A baixa adesão à testagem é um dos principais obstáculos. Embora existam 19 centros de aconselhamento e diagnóstico, o número de pessoas testadas permanece reduzido. O envelhecimento populacional, a intensa emigração e as dificuldades estruturais herdadas do período pós-guerra também afetam a vigilância epidemiológica.

Se a Suíça representa uma resposta baseada em evidências e monitoramento constante, a Bósnia ilustra um desafio ainda presente em vários países: combater uma epidemia que nem sequer é plenamente conhecida.

Canadá x Catar: dois modelos opostos de enfrentamento

À noite (19h – horário de Brasília) , o Canadá enfrenta o Catar em um confronto que coloca frente a frente duas visões bastante distintas sobre prevenção e acesso ao HIV.

O Canadá chega embalado pelo empate diante da Bósnia e pelo crescimento de sua seleção no cenário internacional. Sede da Copa pela primeira vez, o país tenta alcançar também avanços em sua resposta à epidemia.

Atualmente, cerca de 65 mil pessoas vivem com HIV no território canadense. Aproximadamente 89% conhecem seu diagnóstico, 85% das pessoas diagnosticadas recebem tratamento e 95% atingem supressão viral. O país oferece ampla rede de prevenção, distribuição de preservativos, programas de redução de danos para usuários de drogas e acesso à PrEP.

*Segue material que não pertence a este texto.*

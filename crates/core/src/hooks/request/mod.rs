//! Async request lifecycle for render-driven components.
//!
//! A component cannot await; it reads a snapshot of an operation's state
//! each render and launches work in response to events. `use_request` owns
//! that state: `Idle` until launched, `Pending` while the spawned task runs,
//! then `Resolved`/`Error`. Completion schedules a redraw so the owning
//! component renders the outcome.

use parking_lot::{Mutex, RwLock};
use std::sync::Arc;
use tokio::task::JoinHandle;


use crate::control::request_redraw;
use crate::hooks::with_hook_context;
use crate::panic_handler::spawn_catch_panic;

/// Snapshot of an async operation
#[derive(Debug, Default, Clone, PartialEq)]
pub enum RequestState<T, E> {
    /// Nothing launched yet
    #[default]
    Idle,
    /// A task is in flight
    Pending,
    /// The task finished with a value
    Resolved(T),
    /// The task finished with an error
    Error(E),
}

impl<T, E> RequestState<T, E> {
    pub fn is_idle(&self) -> bool {
        matches!(self, RequestState::Idle)
    }

    pub fn is_pending(&self) -> bool {
        matches!(self, RequestState::Pending)
    }

    pub fn is_resolved(&self) -> bool {
        matches!(self, RequestState::Resolved(_))
    }

    pub fn is_error(&self) -> bool {
        matches!(self, RequestState::Error(_))
    }

    pub fn value(&self) -> Option<&T> {
        match self {
            RequestState::Resolved(value) => Some(value),
            _ => None,
        }
    }

    pub fn error(&self) -> Option<&E> {
        match self {
            RequestState::Error(error) => Some(error),
            _ => None,
        }
    }

    pub fn map<U, F>(self, f: F) -> RequestState<U, E>
    where
        F: FnOnce(T) -> U,
    {
        match self {
            RequestState::Idle => RequestState::Idle,
            RequestState::Pending => RequestState::Pending,
            RequestState::Resolved(value) => RequestState::Resolved(f(value)),
            RequestState::Error(error) => RequestState::Error(error),
        }
    }
}

impl<T, E> From<Result<T, E>> for RequestState<T, E> {
    fn from(result: Result<T, E>) -> Self {
        match result {
            Ok(value) => RequestState::Resolved(value),
            Err(error) => RequestState::Error(error),
        }
    }
}

/// Handle to one request slot.
///
/// Cloneable; clones share the state, so a handle moved into a key handler
/// can launch work the component observes on later renders.
#[derive(Debug)]
pub struct RequestHandle<T, E> {
    state: Arc<RwLock<RequestState<T, E>>>,
    task: Arc<Mutex<Option<JoinHandle<()>>>>,
}

impl<T, E> Clone for RequestHandle<T, E> {
    fn clone(&self) -> Self {
        Self {
            state: self.state.clone(),
            task: self.task.clone(),
        }
    }
}

impl<T, E> RequestHandle<T, E>
where
    T: Clone + Send + Sync + 'static,
    E: Clone + Send + Sync + 'static,
{
    fn new() -> Self {
        Self {
            state: Arc::new(RwLock::new(RequestState::Idle)),
            task: Arc::new(Mutex::new(None)),
        }
    }

    /// Current snapshot
    pub fn state(&self) -> RequestState<T, E> {
        self.state.read().clone()
    }

    pub fn is_pending(&self) -> bool {
        self.state.read().is_pending()
    }

    /// Launch `future` on the tokio runtime.
    ///
    /// Any task already in flight is aborted first; its late result is
    /// discarded rather than clobbering the newer launch. Must be called
    /// where a tokio runtime is current.
    pub fn launch<F>(&self, future: F)
    where
        F: Future<Output = Result<T, E>> + Send + 'static,
    {
        self.abort_in_flight();
        *self.state.write() = RequestState::Pending;
        request_redraw();

        let state = self.state.clone();
        let task = spawn_catch_panic(async move {
            let outcome = future.await;
            *state.write() = RequestState::from(outcome);
            request_redraw();
        });
        *self.task.lock() = Some(task);
    }

    /// Abort any in-flight task and return to `Idle`
    pub fn cancel(&self) {
        self.abort_in_flight();
        *self.state.write() = RequestState::Idle;
        request_redraw();
    }

    fn abort_in_flight(&self) {
        if let Some(task) = self.task.lock().take() {
            task.abort();
        }
    }
}

/// Request hook: allocates a [`RequestHandle`] in a hook slot, shared across
/// renders of one component instance.
pub fn use_request<T, E>() -> RequestHandle<T, E>
where
    T: Clone + Send + Sync + 'static,
    E: Clone + Send + Sync + 'static,
{
    with_hook_context(|ctx| {
        let index = ctx.next_slot_index();
        let slot = ctx.get_or_init_slot(index, RequestHandle::new);
        let handle = slot.borrow().clone();
        handle
    })
}
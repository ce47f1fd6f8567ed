use crossterm::event::KeyCode;
use std::error::Error;
use std::sync::Arc;
use weft::prelude::*;
use weft::widgets::lookup::UserLookup;

#[tokio::main]
async fn main() -> Result<(), Box<dyn Error>> {
    setup_panic_handler();

    on_global_event(KeyCode::Char('q'), || {
        request_exit();
        true
    });

    let client: SharedApiClient = Arc::new(HttpClient::new());
    let lookup = UserLookup::new(client, "https://jsonplaceholder.typicode.com/todos/1");

    tokio::task::block_in_place(|| run(move || lookup.clone()))
}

Apesar dos avanços, persistem desafios importantes. Homens que fazem sexo com homens respondem por metade das infecções, enquanto cresce a participação das mulheres nos novos diagnósticos. Autoridades canadenses associam parte desse aumento aos impactos da pandemia de Covid-19 sobre os serviços de prevenção e testagem.

O cenário catariano é muito diferente.

Com cerca de 960 pessoas vivendo com HIV, o Catar apresenta uma das menores epidemias entre os participantes da Copa. Entretanto, organizações internacionais alertam que os números podem não refletir totalmente a realidade devido ao estigma social, às limitações na divulgação de dados e às restrições impostas a pessoas vivendo com HIV.

O dado mais preocupante é que aproximadamente 71% das pessoas soropositivas não sabem que vivem com o vírus. Embora 95% daqueles que recebem tratamento alcancem supressão viral, a dificuldade está em identificar quem precisa ser tratado.

Além disso, o país mantém políticas migratórias frequentemente criticadas por organizações de direitos humanos. Estrangeiros diagnosticados com HIV podem enfrentar restrições de residência ou deportação, e a testagem faz parte de processos obrigatórios para determinados vistos.

Muito além da classificação

Se a primeira rodada mostrou equilíbrio dentro de campo, a realidade do HIV no Grupo B revela diferenças profundas.

De um lado estão Canadá e Suíça, países que investem em vigilância epidemiológica, prevenção combinada, PrEP e acesso universal ao tratamento. Do outro, Bósnia e Catar convivem com obstáculos relacionados à produção de dados, à baixa testagem e ao estigma, fatores que dificultam conhecer o verdadeiro tamanho da epidemia.

A tabela da Copa mostrará quem avança às oitavas. Os números do HIV, porém, revelam outra disputa em andamento: a capacidade de cada país de transformar informação, prevenção e acesso à saúde em ferramentas para controlar uma epidemia que continua presente, mesmo em nações consideradas de baixa prevalência.